Could you find each line of the data below that contains the word "impl" and copy those lines?
### WORKING DATA
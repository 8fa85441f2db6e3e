use std::{error::Error, path::PathBuf};

use chrono::{DateTime, NaiveDate, Utc};
use clap::{Args, Parser, Subcommand};
use engine::{Engine, NewExpense};
use migration::MigratorTrait;
use sea_orm::{Database, DatabaseConnection};

#[derive(Parser, Debug)]
#[command(name = "quaderno")]
#[command(about = "Personal expense log with an orderable category taxonomy")]
struct Cli {
    /// Database connection string (also read from `DATABASE_URL`).
    #[arg(
        long,
        env = "DATABASE_URL",
        default_value = "sqlite:./quaderno.db?mode=rwc"
    )]
    database_url: String,

    /// Log level for the engine and this binary.
    #[arg(long, default_value = "warn")]
    log: String,

    #[command(subcommand)]
    command: Command,
}

#[derive(Subcommand, Debug)]
enum Command {
    /// Run migrations and install the default taxonomy if empty.
    Init,
    Category(Category),
    Subcategory(Subcategory),
    Expense(Expense),
    /// Per-category totals with a sub-category breakdown.
    Report {
        #[arg(long)]
        json: bool,
    },
    /// Write the expense log as CSV into a directory.
    Export {
        #[arg(default_value = ".")]
        dir: PathBuf,
    },
    /// Copy the database file into a directory.
    Backup {
        dest_dir: PathBuf,
        /// Source file to copy. Defaults to the file behind
        /// `--database-url`.
        #[arg(long)]
        file: Option<PathBuf>,
    },
}

#[derive(Args, Debug)]
struct Category {
    #[command(subcommand)]
    command: CategoryCommand,
}

#[derive(Subcommand, Debug)]
enum CategoryCommand {
    /// Categories in display order.
    List {
        #[arg(long)]
        json: bool,
    },
    /// Append a category (a placeholder sub-category is created with it).
    Add { name: String },
    Rename { id: i32, new_name: String },
    /// Delete a category not referenced by any expense.
    Rm { id: i32 },
    /// Move a category to the rank currently held by another one.
    Move { from_id: i32, to_id: i32 },
}

#[derive(Args, Debug)]
struct Subcategory {
    /// The category the sub-categories belong to.
    #[arg(long)]
    category: i32,

    #[command(subcommand)]
    command: SubcategoryCommand,
}

#[derive(Subcommand, Debug)]
enum SubcategoryCommand {
    /// Sub-categories of the category in display order.
    List {
        #[arg(long)]
        json: bool,
    },
    Add { name: String },
    Rename { id: i32, new_name: String },
    /// Delete a sub-category not referenced by any expense.
    Rm { id: i32 },
    /// Move a sub-category to the rank currently held by another one.
    Move { from_id: i32, to_id: i32 },
}

#[derive(Args, Debug)]
struct Expense {
    #[command(subcommand)]
    command: ExpenseCommand,
}

#[derive(Subcommand, Debug)]
enum ExpenseCommand {
    Add(ExpenseFields),
    /// Overwrite an expense with a full new snapshot.
    Update {
        id: i32,
        #[command(flatten)]
        fields: ExpenseFields,
    },
    Rm { id: i32 },
    /// All expenses, newest first.
    List {
        #[arg(long)]
        json: bool,
    },
    /// Delete every expense record. The taxonomy is kept.
    Clear {
        #[arg(long)]
        yes: bool,
    },
}

#[derive(Args, Debug)]
struct ExpenseFields {
    /// Day of the expense, `YYYY-MM-DD`. Defaults to today.
    #[arg(long)]
    date: Option<NaiveDate>,
    #[arg(long)]
    category: i32,
    #[arg(long)]
    sub_category: i32,
    #[arg(long)]
    paid_by: String,
    /// Amount in minor currency units.
    #[arg(long)]
    amount: i64,
    #[arg(long)]
    description: Option<String>,
}

impl ExpenseFields {
    fn date_utc(&self) -> DateTime<Utc> {
        let day = self
            .date
            .unwrap_or_else(|| Utc::now().date_naive());
        day.and_hms_opt(0, 0, 0)
            .unwrap_or_default()
            .and_utc()
    }
}

/// The file behind a sqlite connection string, `None` for other
/// backends and in-memory databases.
fn sqlite_file_from_url(url: &str) -> Option<PathBuf> {
    let rest = url
        .strip_prefix("sqlite://")
        .or_else(|| url.strip_prefix("sqlite:"))?;
    let path = rest.split('?').next()?;
    if path.is_empty() || path == ":memory:" {
        return None;
    }
    Some(PathBuf::from(path))
}

fn member_of(order: Option<&[i32]>, id: i32) -> Result<(), String> {
    if order.is_some_and(|ids| ids.contains(&id)) {
        Ok(())
    } else {
        Err(format!("unknown id: {id}"))
    }
}

/// The direction flag the reorder operations want: true iff the
/// destination currently sits after the moved item.
fn forward_flag(order: &[i32], from_id: i32, to_id: i32) -> Result<bool, String> {
    let from_pos = order
        .iter()
        .position(|&id| id == from_id)
        .ok_or_else(|| format!("unknown id: {from_id}"))?;
    let to_pos = order
        .iter()
        .position(|&id| id == to_id)
        .ok_or_else(|| format!("unknown id: {to_id}"))?;
    Ok(to_pos > from_pos)
}

async fn connect_db(
    database_url: &str,
) -> Result<DatabaseConnection, Box<dyn Error + Send + Sync>> {
    let db = Database::connect(database_url).await?;
    migration::Migrator::up(&db, None).await?;
    tracing::debug!(database_url, "database connected and migrated");
    Ok(db)
}

fn print_taxonomy_list(engine: &Engine, category_id: Option<i32>, json: bool) {
    let ids: Vec<i32> = match category_id {
        None => engine.category_ids().to_vec(),
        Some(category_id) => engine
            .sub_category_ids(category_id)
            .map(<[i32]>::to_vec)
            .unwrap_or_default(),
    };
    let name = |id: i32| match category_id {
        None => engine.category_name(id),
        Some(_) => engine.sub_category_name(id),
    };

    if json {
        let items: Vec<serde_json::Value> = ids
            .iter()
            .map(|&id| serde_json::json!({ "id": id, "name": name(id) }))
            .collect();
        println!("{}", serde_json::Value::Array(items));
    } else {
        for id in ids {
            println!("{id}\t{}", name(id).unwrap_or("?"));
        }
    }
}

#[tokio::main]
async fn main() -> Result<(), Box<dyn Error + Send + Sync>> {
    let cli = Cli::parse();

    tracing_subscriber::fmt()
        .with_env_filter(format!(
            "quaderno={level},engine={level},migration={level}",
            level = cli.log
        ))
        .init();

    let db = connect_db(&cli.database_url).await?;
    let mut engine = Engine::builder().database(db).build().await?;

    match cli.command {
        Command::Init => {
            if engine.seed_default_taxonomy().await? {
                println!("installed default taxonomy");
            } else {
                println!("database already initialized");
            }
        }
        Command::Category(Category { command }) => match command {
            CategoryCommand::List { json } => print_taxonomy_list(&engine, None, json),
            CategoryCommand::Add { name } => {
                let id = engine.add_category(&name).await?;
                println!("created category: {name} ({id})");
            }
            CategoryCommand::Rename { id, new_name } => {
                engine.rename_category(id, &new_name).await?;
                println!("renamed category {id} to {new_name}");
            }
            CategoryCommand::Rm { id } => {
                engine.remove_category(id).await?;
                println!("removed category {id}");
            }
            CategoryCommand::Move { from_id, to_id } => {
                let forward = match forward_flag(engine.category_ids(), from_id, to_id) {
                    Ok(forward) => forward,
                    Err(err) => {
                        eprintln!("{err}");
                        std::process::exit(1);
                    }
                };
                engine.reorder_category(from_id, to_id, forward).await?;
                print_taxonomy_list(&engine, None, false);
            }
        },
        Command::Subcategory(Subcategory { category, command }) => match command {
            SubcategoryCommand::List { json } => {
                print_taxonomy_list(&engine, Some(category), json);
            }
            SubcategoryCommand::Add { name } => {
                let id = engine.add_sub_category(category, &name).await?;
                println!("created sub-category: {name} ({id})");
            }
            SubcategoryCommand::Rename { id, new_name } => {
                if let Err(err) = member_of(engine.sub_category_ids(category), id) {
                    eprintln!("{err}");
                    std::process::exit(1);
                }
                engine.rename_sub_category(id, &new_name).await?;
                println!("renamed sub-category {id} to {new_name}");
            }
            SubcategoryCommand::Rm { id } => {
                engine.remove_sub_category(category, id).await?;
                println!("removed sub-category {id}");
            }
            SubcategoryCommand::Move { from_id, to_id } => {
                let order = engine.sub_category_ids(category).unwrap_or_default();
                let forward = match forward_flag(order, from_id, to_id) {
                    Ok(forward) => forward,
                    Err(err) => {
                        eprintln!("{err}");
                        std::process::exit(1);
                    }
                };
                engine
                    .reorder_sub_category(category, from_id, to_id, forward)
                    .await?;
                print_taxonomy_list(&engine, Some(category), false);
            }
        },
        Command::Expense(Expense { command }) => match command {
            ExpenseCommand::Add(fields) => {
                let expense = engine
                    .add_expense(&NewExpense {
                        date: fields.date_utc(),
                        category_id: fields.category,
                        sub_category_id: fields.sub_category,
                        paid_by: fields.paid_by.clone(),
                        amount: fields.amount,
                        description: fields.description.clone(),
                    })
                    .await?;
                println!("recorded expense {}", expense.id);
            }
            ExpenseCommand::Update { id, fields } => {
                engine
                    .update_expense(&engine::Expense {
                        id,
                        date: fields.date_utc(),
                        category_id: fields.category,
                        sub_category_id: fields.sub_category,
                        paid_by: fields.paid_by.clone(),
                        amount: fields.amount,
                        description: fields.description.clone(),
                    })
                    .await?;
                println!("updated expense {id}");
            }
            ExpenseCommand::Rm { id } => {
                engine.delete_expense(id).await?;
                println!("removed expense {id}");
            }
            ExpenseCommand::List { json } => {
                let expenses = engine.expenses().await?;
                if json {
                    println!("{}", serde_json::to_string_pretty(&expenses)?);
                } else {
                    for expense in expenses {
                        println!(
                            "{}\t{}\t{}\t{}\t{}\t{}",
                            expense.id,
                            expense.date.format("%m/%d/%Y"),
                            engine.category_name(expense.category_id).unwrap_or("?"),
                            engine
                                .sub_category_name(expense.sub_category_id)
                                .unwrap_or("?"),
                            expense.paid_by,
                            expense.amount,
                        );
                    }
                }
            }
            ExpenseCommand::Clear { yes } => {
                if !yes {
                    eprintln!("refusing to delete all expenses without --yes");
                    std::process::exit(1);
                }
                let deleted = engine.delete_all_expenses().await?;
                println!("deleted {deleted} expenses");
            }
        },
        Command::Report { json } => {
            let report = engine.report().await?;
            if json {
                println!("{}", serde_json::to_string_pretty(&report)?);
            } else {
                println!("total: {}", report.total);
                for category in &report.categories {
                    println!("{}\t{}", category.name, category.total);
                    for sub in &category.sub_categories {
                        println!("  {}\t{}", sub.name, sub.total);
                    }
                }
            }
        }
        Command::Export { dir } => {
            tracing::info!(dir = %dir.display(), "exporting expense log");
            let path = engine.export_csv(&dir).await?;
            println!("exported {}", path.display());
        }
        Command::Backup { dest_dir, file } => {
            let Some(source) = file.or_else(|| sqlite_file_from_url(&cli.database_url)) else {
                eprintln!(
                    "cannot derive a database file from {}; pass --file",
                    cli.database_url
                );
                std::process::exit(1);
            };
            let path = engine::backup_database(&source, &dest_dir)?;
            println!("backup written to {}", path.display());
        }
    }

    Ok(())
}
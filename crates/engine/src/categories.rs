//! Top-level expense categories, ordered by `sequence_no`.
//!
//! `sequence_no` defines display order within the whole category list. The
//! number space is sparse: deletions leave holes that are never compacted,
//! and there is deliberately no uniqueness constraint on the column (see
//! [`crate::reorder`]).

use sea_orm::entity::prelude::*;

#[derive(Clone, Debug, PartialEq, Eq, DeriveEntityModel)]
#[sea_orm(table_name = "categories")]
pub struct Model {
    #[sea_orm(primary_key)]
    pub id: i32,
    pub name: String,
    pub sequence_no: i32,
}

#[derive(Copy, Clone, Debug, EnumIter, DeriveRelation)]
pub enum Relation {
    #[sea_orm(has_many = "super::sub_categories::Entity")]
    SubCategories,
}

impl Related<super::sub_categories::Entity> for Entity {
    fn to() -> RelationDef {
        Relation::SubCategories.def()
    }
}

impl ActiveModelBehavior for ActiveModel {}
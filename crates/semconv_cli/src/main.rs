//! semconvgen CLI - Main entry point.
//!
//! Exit codes:
//! - 0: Success
//! - 1: General error
//! - 2: Invalid arguments
//! - 3: Validation failure
//! - 4: Compatibility failure

use std::process::ExitCode;

use clap::Parser;
use tracing_subscriber::{fmt, prelude::*, EnvFilter};

mod commands;

use commands::{Cli, Commands};

/// CI-friendly exit codes
pub struct ExitCodes;

impl ExitCodes {
    pub const SUCCESS: u8 = 0;
    pub const GENERAL_ERROR: u8 = 1;
    pub const INVALID_ARGS: u8 = 2;
    pub const VALIDATION_FAILURE: u8 = 3;
    pub const COMPATIBILITY_FAILURE: u8 = 4;
}

fn main() -> ExitCode {
    let cli = Cli::parse();

    let level = if cli.verbose { "semconv=debug" } else { "semconv=info" };
    let log_result = tracing_subscriber::registry()
        .with(fmt::layer().with_target(false))
        .with(
            EnvFilter::from_default_env()
                .add_directive(level.parse().unwrap())
                .add_directive("warn".parse().unwrap()),
        )
        .try_init();

    if log_result.is_err() {
        // Logging already initialized, continue
    }

    let result = match cli.command {
        Commands::Check(args) => commands::check::execute(args),
        Commands::Compatibility(args) => commands::compatibility::execute(args),
    };

    match result {
        Ok(()) => ExitCode::from(ExitCodes::SUCCESS),
        Err(e) => {
            let exit_code = categorize_error(&e);
            eprintln!("Error: {:#}", e);
            ExitCode::from(exit_code)
        }
    }
}

/// Categorize error to determine exit code
fn categorize_error(e: &anyhow::Error) -> u8 {
    // Model errors keep their type through anyhow contexts.
    if let Some(err) = e.downcast_ref::<semconv_model::Error>() {
        return match err {
            semconv_model::Error::Io(_) => ExitCodes::GENERAL_ERROR,
            _ => ExitCodes::VALIDATION_FAILURE,
        };
    }

    let msg = e.to_string().to_lowercase();
    if msg.contains("compatibility") {
        ExitCodes::COMPATIBILITY_FAILURE
    } else if msg.contains("validation") {
        ExitCodes::VALIDATION_FAILURE
    } else if msg.contains("argument") || msg.contains("not found") {
        ExitCodes::INVALID_ARGS
    } else {
        ExitCodes::GENERAL_ERROR
    }
}
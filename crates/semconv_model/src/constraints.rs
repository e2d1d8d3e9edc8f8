//! Group constraints: `any_of` choice sets and `include` directives.

use serde::Serialize;

use crate::attribute::Attribute;
use crate::doc::{Node, Pos};
use crate::error::{Result, ValidationError};
use crate::validation::{validate_keys, ValidationContext};

/// At least one of the choice sets must be fully present on a signal.
///
/// Equality considers the choice ids only, so inherited copies compare
/// equal to their origin regardless of resolution state.
#[derive(Debug, Clone, Serialize)]
pub struct AnyOf {
    pub choice_list_ids: Vec<Vec<String>>,
    #[serde(skip)]
    pub choice_positions: Vec<Pos>,
    pub inherited: bool,
    /// Resolved attributes per choice set, filled during resolution.
    #[serde(skip)]
    pub choice_list_attributes: Vec<Vec<Attribute>>,
}

impl PartialEq for AnyOf {
    fn eq(&self, other: &Self) -> bool {
        self.choice_list_ids == other.choice_list_ids
    }
}

impl Eq for AnyOf {}

impl AnyOf {
    pub fn new(choice_list_ids: Vec<Vec<String>>, choice_positions: Vec<Pos>) -> Self {
        Self {
            choice_list_ids,
            choice_positions,
            inherited: false,
            choice_list_attributes: Vec::new(),
        }
    }

    /// A flagged copy for propagation into an extending group.
    pub fn inherit_anyof(&self) -> AnyOf {
        AnyOf {
            inherited: true,
            ..self.clone()
        }
    }

    pub fn add_attributes(&mut self, attributes: Vec<Attribute>) {
        self.choice_list_attributes.push(attributes);
    }
}

/// Pulls every attribute and constraint of another group into this one.
#[derive(Debug, Clone, PartialEq, Eq, Serialize)]
pub struct Include {
    pub semconv_id: String,
    #[serde(skip)]
    pub position: Pos,
}

#[derive(Debug, Clone, PartialEq, Serialize)]
#[serde(rename_all = "snake_case")]
pub enum Constraint {
    AnyOf(AnyOf),
    Include(Include),
}

/// Parse the `constraints:` sequence of a group. Each entry carries exactly
/// one constraint type.
pub fn parse_constraints(node: Option<&Node>, ctx: &ValidationContext) -> Result<Vec<Constraint>> {
    let mut constraints = Vec::new();
    let Some(node) = node else {
        return Ok(constraints);
    };
    let entries = node.as_seq().ok_or_else(|| {
        ValidationError::new(node.pos, "constraints must be a sequence", None)
    })?;

    for entry in entries {
        let map = entry.as_map().ok_or_else(|| {
            ValidationError::new(entry.pos, "constraint must be a mapping", None)
        })?;
        validate_keys(map, entry.pos, &["any_of", "include"], ctx)?;
        if map.len() > 1 {
            let second = map.keys().nth(1).unwrap_or_default();
            let pos = map.key_pos(second).unwrap_or(entry.pos);
            return Err(ValidationError::new(
                pos,
                "Invalid entry in constraint array - multiple top-level keys in entry.",
                None,
            )
            .into());
        }

        if let Some(include_node) = map.get("include") {
            let semconv_id = include_node.scalar_to_string().ok_or_else(|| {
                ValidationError::new(include_node.pos, "include expects a group id", None)
            })?;
            constraints.push(Constraint::Include(Include {
                semconv_id: semconv_id.trim().to_owned(),
                position: map.key_pos("include").unwrap_or(entry.pos),
            }));
        } else if let Some(any_of_node) = map.get("any_of") {
            let choices = any_of_node.as_seq().ok_or_else(|| {
                ValidationError::new(any_of_node.pos, "any_of expects a sequence", None)
            })?;
            let mut choice_list_ids = Vec::with_capacity(choices.len());
            let mut choice_positions = Vec::with_capacity(choices.len());
            for choice in choices {
                // A bare scalar is a one-element choice set.
                let ids = match choice.as_seq() {
                    Some(items) => items
                        .iter()
                        .map(|item| {
                            item.scalar_to_string().ok_or_else(|| {
                                ValidationError::new(
                                    item.pos,
                                    "any_of expects attribute ids",
                                    None,
                                )
                            })
                        })
                        .collect::<std::result::Result<Vec<_>, _>>()?,
                    None => vec![choice.scalar_to_string().ok_or_else(|| {
                        ValidationError::new(choice.pos, "any_of expects attribute ids", None)
                    })?],
                };
                choice_list_ids.push(ids);
                choice_positions.push(choice.pos);
            }
            constraints.push(Constraint::AnyOf(AnyOf::new(
                choice_list_ids,
                choice_positions,
            )));
        }
    }

    Ok(constraints)
}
######
(TASK RESULT)
impl ExpenseFields {
impl Related<super::sub_categories::Entity> for Entity {
impl ActiveModelBehavior for ActiveModel {}
impl ExitCodes {
impl PartialEq for AnyOf {
impl Eq for AnyOf {}
impl AnyOf {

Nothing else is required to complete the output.